TLDR
- The UK nearly doubled its Remote Gaming Duty from 21% to 40% on April 1, 2026, and the full financial impact has not yet hit operator balance sheets
- Operators are quietly lowering slot machine Return-to-Player rates and cutting bonuses, effectively doubling the cost per spin for players
- Two smaller operators have already exited the UK market, and mid-sized brands face serious margin pressure
- Industry experts warn the combined effect of higher taxes and new financial risk checks could push players toward illegal offshore gambling sites
- The UK Treasury expects over £1 billion in additional annual tax revenue, but critics say the policy risks destabilizing the regulated market
The UK online gambling industry is facing a major shakeup after the government nearly doubled its Remote Gaming Duty from 21% to 40%. The change took effect on April 1, 2026, and six weeks in, the fallout is starting to take shape.

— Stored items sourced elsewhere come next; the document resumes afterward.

//! Wire frames.
//!
//! Every message on a side link is one frame:
//!
//! ```text
//! +-----+-----+-----------------+-----------+------------------+
//! | tag | len | sender (u32 BE) | seq (u16) | payload[len]     |
//! +-----+-----+-----------------+-----------+------------------+
//!   0     1     2..6              6..8        8..8+len
//! ```
//!
//! `len` counts payload bytes only. The header carries no checksum and no
//! sync marker; the link is assumed to deliver bytes in order.
//!
//! Heartbeats and state frames are flooded. Hellos stay on the link they
//! were sent on; older firmware sees them as an unknown tag and drops them.

use bytes::{BufMut, Bytes, BytesMut};
use cubemesh_topology::NodeId;

use crate::error::FrameError;

/// Size of the fixed frame header.
pub const HEADER_LEN: usize = 8;

/// Largest payload a frame can declare.
pub const MAX_PAYLOAD_LEN: usize = u8::MAX as usize;

/// The message kinds this protocol understands.
#[derive(Debug, Clone, Copy, PartialEq, Eq, Hash)]
#[repr(u8)]
pub enum FrameKind {
    /// Liveness plus optional host claim
    Heartbeat = 0x01,
    /// Opaque application state
    State = 0x02,
    /// One-hop heartbeat that binds and keeps alive a side, never forwarded
    Hello = 0x03,
}

impl FrameKind {
    /// Wire tag for this kind.
    pub const fn tag(self) -> u8 {
        self as u8
    }
}

impl TryFrom<u8> for FrameKind {
    type Error = FrameError;

    fn try_from(tag: u8) -> Result<Self, Self::Error> {
        match tag {
            0x01 => Ok(Self::Heartbeat),
            0x02 => Ok(Self::State),
            0x03 => Ok(Self::Hello),
            other => Err(FrameError::UnknownTag(other)),
        }
    }
}

/// Total length of the frame whose header starts `buf`, or `None` while the
/// header is still incomplete.
pub fn frame_len(buf: &[u8]) -> Option<usize> {
    (buf.len() >= HEADER_LEN).then(|| HEADER_LEN + usize::from(buf[1]))
}

/// A decoded frame.
#[derive(Debug, Clone, PartialEq, Eq)]
pub struct Frame {
    /// Raw tag byte; see [`FrameKind`]
    pub tag: u8,
    /// Originating node
    pub sender: NodeId,
    /// Per-sender sequence number
    pub sequence: u16,
    /// Payload bytes
    pub payload: Bytes,
}

impl Frame {
    /// Build a frame of a known kind.
    pub fn new(kind: FrameKind, sender: NodeId, sequence: u16, payload: Bytes) -> Result<Self, FrameError> {
        Self::with_tag(kind.tag(), sender, sequence, payload)
    }

    /// Build a frame with an arbitrary tag byte.
    pub fn with_tag(tag: u8, sender: NodeId, sequence: u16, payload: Bytes) -> Result<Self, FrameError> {
        if payload.len() > MAX_PAYLOAD_LEN {
            return Err(FrameError::PayloadTooLong { len: payload.len() });
        }
        Ok(Self {
            tag,
            sender,
            sequence,
            payload,
        })
    }

    /// The frame's kind, if its tag is one this protocol knows.
    pub fn kind(&self) -> Result<FrameKind, FrameError> {
        FrameKind::try_from(self.tag)
    }

    /// Length on the wire.
    pub fn encoded_len(&self) -> usize {
        HEADER_LEN + self.payload.len()
    }

    /// Serialize to wire bytes.
    pub fn encode(&self) -> Bytes {
        let mut buf = BytesMut::with_capacity(self.encoded_len());
        buf.put_u8(self.tag);
        // Length was bounded at construction.
        buf.put_u8(self.payload.len() as u8);
        buf.put_slice(&self.sender.to_be_bytes());
        buf.put_u16(self.sequence);
        buf.put_slice(&self.payload);
        buf.freeze()
    }

    /// Parse exactly one frame from `buf`.
    ///
    /// The buffer must hold the header and precisely the declared payload.
    pub fn decode(buf: &[u8]) -> Result<Self, FrameError> {
        if buf.len() < HEADER_LEN {
            return Err(FrameError::Truncated { len: buf.len() });
        }
        let declared = usize::from(buf[1]);
        let available = buf.len() - HEADER_LEN;
        if declared != available {
            return Err(FrameError::LengthMismatch { declared, available });
        }

        let sender = NodeId::from_be_bytes([buf[2], buf[3], buf[4], buf[5]]);
        let sequence = u16::from_be_bytes([buf[6], buf[7]]);

        Ok(Self {
            tag: buf[0],
            sender,
            sequence,
            payload: Bytes::copy_from_slice(&buf[HEADER_LEN..]),
        })
    }
}

#[cfg(test)]
mod tests {
    use super::*;
    use proptest::prelude::*;

    #[test]
    fn header_layout_is_big_endian() {
        let frame = Frame::new(
            FrameKind::State,
            NodeId(0x0A0B_0C0D),
            0x0102,
            Bytes::from_static(b"hi"),
        )
        .unwrap();

        assert_eq!(
            frame.encode().as_ref(),
            &[0x02, 2, 0x0A, 0x0B, 0x0C, 0x0D, 0x01, 0x02, b'h', b'i']
        );
    }

    #[test]
    fn empty_heartbeat_is_header_only() {
        let frame = Frame::new(FrameKind::Heartbeat, NodeId(1), 7, Bytes::new()).unwrap();
        let wire = frame.encode();

        assert_eq!(wire.len(), HEADER_LEN);
        assert_eq!(Frame::decode(&wire).unwrap(), frame);
    }

    #[test]
    fn oversized_payload_rejected() {
        let payload = Bytes::from(vec![0u8; 256]);
        assert_eq!(
            Frame::new(FrameKind::State, NodeId(1), 0, payload),
            Err(FrameError::PayloadTooLong { len: 256 })
        );
    }

    #[test]
    fn short_buffers_are_truncated() {
        assert_eq!(Frame::decode(&[0x01, 0, 0]), Err(FrameError::Truncated { len: 3 }));
        assert_eq!(frame_len(&[0x01, 4, 0, 0, 0, 0, 0]), None);
    }

    #[test]
    fn declared_length_must_match() {
        let wire = [0x02, 3, 0, 0, 0, 1, 0, 1, 0xFF];
        assert_eq!(
            Frame::decode(&wire),
            Err(FrameError::LengthMismatch {
                declared: 3,
                available: 1
            })
        );
        assert_eq!(frame_len(&wire), Some(11));
    }

    #[test]
    fn known_tags() {
        for kind in [FrameKind::Heartbeat, FrameKind::State, FrameKind::Hello] {
            assert_eq!(FrameKind::try_from(kind.tag()), Ok(kind));
        }
        assert_eq!(FrameKind::Hello.tag(), 0x03);
    }

    #[test]
    fn unknown_tag_decodes_but_has_no_kind() {
        let frame = Frame::decode(&[0x7F, 0, 0, 0, 0, 9, 0, 3]).unwrap();
        assert_eq!(frame.kind(), Err(FrameError::UnknownTag(0x7F)));
        assert_eq!(frame.sender, NodeId(9));
    }

    proptest! {
        #[test]
        fn decode_inverts_encode(
            tag in any::<u8>(),
            sender in any::<u32>(),
            sequence in any::<u16>(),
            payload in prop::collection::vec(any::<u8>(), 0..=MAX_PAYLOAD_LEN),
        ) {
            let frame = Frame::with_tag(tag, NodeId(sender), sequence, Bytes::from(payload)).unwrap();
            let wire = frame.encode();

            prop_assert_eq!(frame_len(&wire), Some(wire.len()));
            prop_assert_eq!(Frame::decode(&wire).unwrap(), frame);
        }
    }
}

On the surface, large operators appear to be holding steady. Companies like Entain and Evoke, which owns William Hill, 888, and Mr Green, have not reported any immediate crisis in their public earnings.
But analysts say the picture is misleading. Operators work on three-month tax accounting periods, meaning the real financial damage has not yet shown up on balance sheets.
Behind the scenes, companies are already pulling several levers to offset the higher tax burden.
Operators Slash Player Returns and Bonuses
Under the old 21% rate, duty made up roughly 26% of net gaming revenue after bonuses. Under the new 40% rate, that figure jumps to nearly 50% if promotional spending stays the same.
Vaughan Lewis, managing director at Teise Advisory, said the math leaves operators with few options. Bonus ratios have to come down, Return-to-Player percentages have to drop, and marketing budgets have to shrink.
The most immediate change for players is the quiet lowering of slot machine RTPs. At 95% RTP, the expected cost per spin is five pence in the pound. At 90%, that cost doubles to ten pence.
Players are unlikely to notice the shift right away. But over weeks and months, deposits will drain faster, bonuses will stretch less, and wins will feel less frequent.
Lewis called it far more than a marginal change. It fundamentally alters the economics of the product for consumers.
Two smaller operators, Lottomatrix and Small Screen Casinos, have already pulled out of the UK market entirely. Mid-sized brands that rely heavily on casino revenue and operate on thin margins are under the most pressure.
Evoke has projected up to £135 million in additional annual duty costs, with £80 million expected to hit in fiscal year 2026 alone. Its international operations give it room to absorb the blow, but not every company has that cushion.
Black Market Fears Grow as Regulation Tightens
The tax hike is landing at the same time as the Gambling Commission’s controversial Financial Risk Assessment pilot. The program uses automated credit checks on players.
The regulator says 97% of those checks can be completed without friction. Critics argue the pilot only proved that credit agencies can return data quickly, not that the checks are accurate or effective.
The combination of intrusive affordability checks and reduced game value has raised fears of a wave of players moving to illegal offshore sites. Those sites typically offer higher RTPs, bigger bonuses, and no identity or financial checks.
One UK operator executive, speaking anonymously, warned that Britain risks becoming a market dominated by a few massive companies operating more like utilities than entertainment businesses. Fewer competitors, less innovation, and a worse experience for consumers would follow.
Dan Waugh of Regulus Partners pointed to the Netherlands, where similar regulatory and tax pressure led to a sharp drop in the percentage of players staying within the legal market.
“There is no doubt that there will be a tipping point, where punitive taxation and excessive regulation destabilises the regulated market,” Waugh said. “We are seeing it in market after market across Europe.”
The UK Treasury expects the higher rate to bring in more than £1 billion annually in additional tax revenue. But as summer progresses and players begin to feel the impact of higher costs and tighter restrictions, the real consequences of the tax change will become clearer.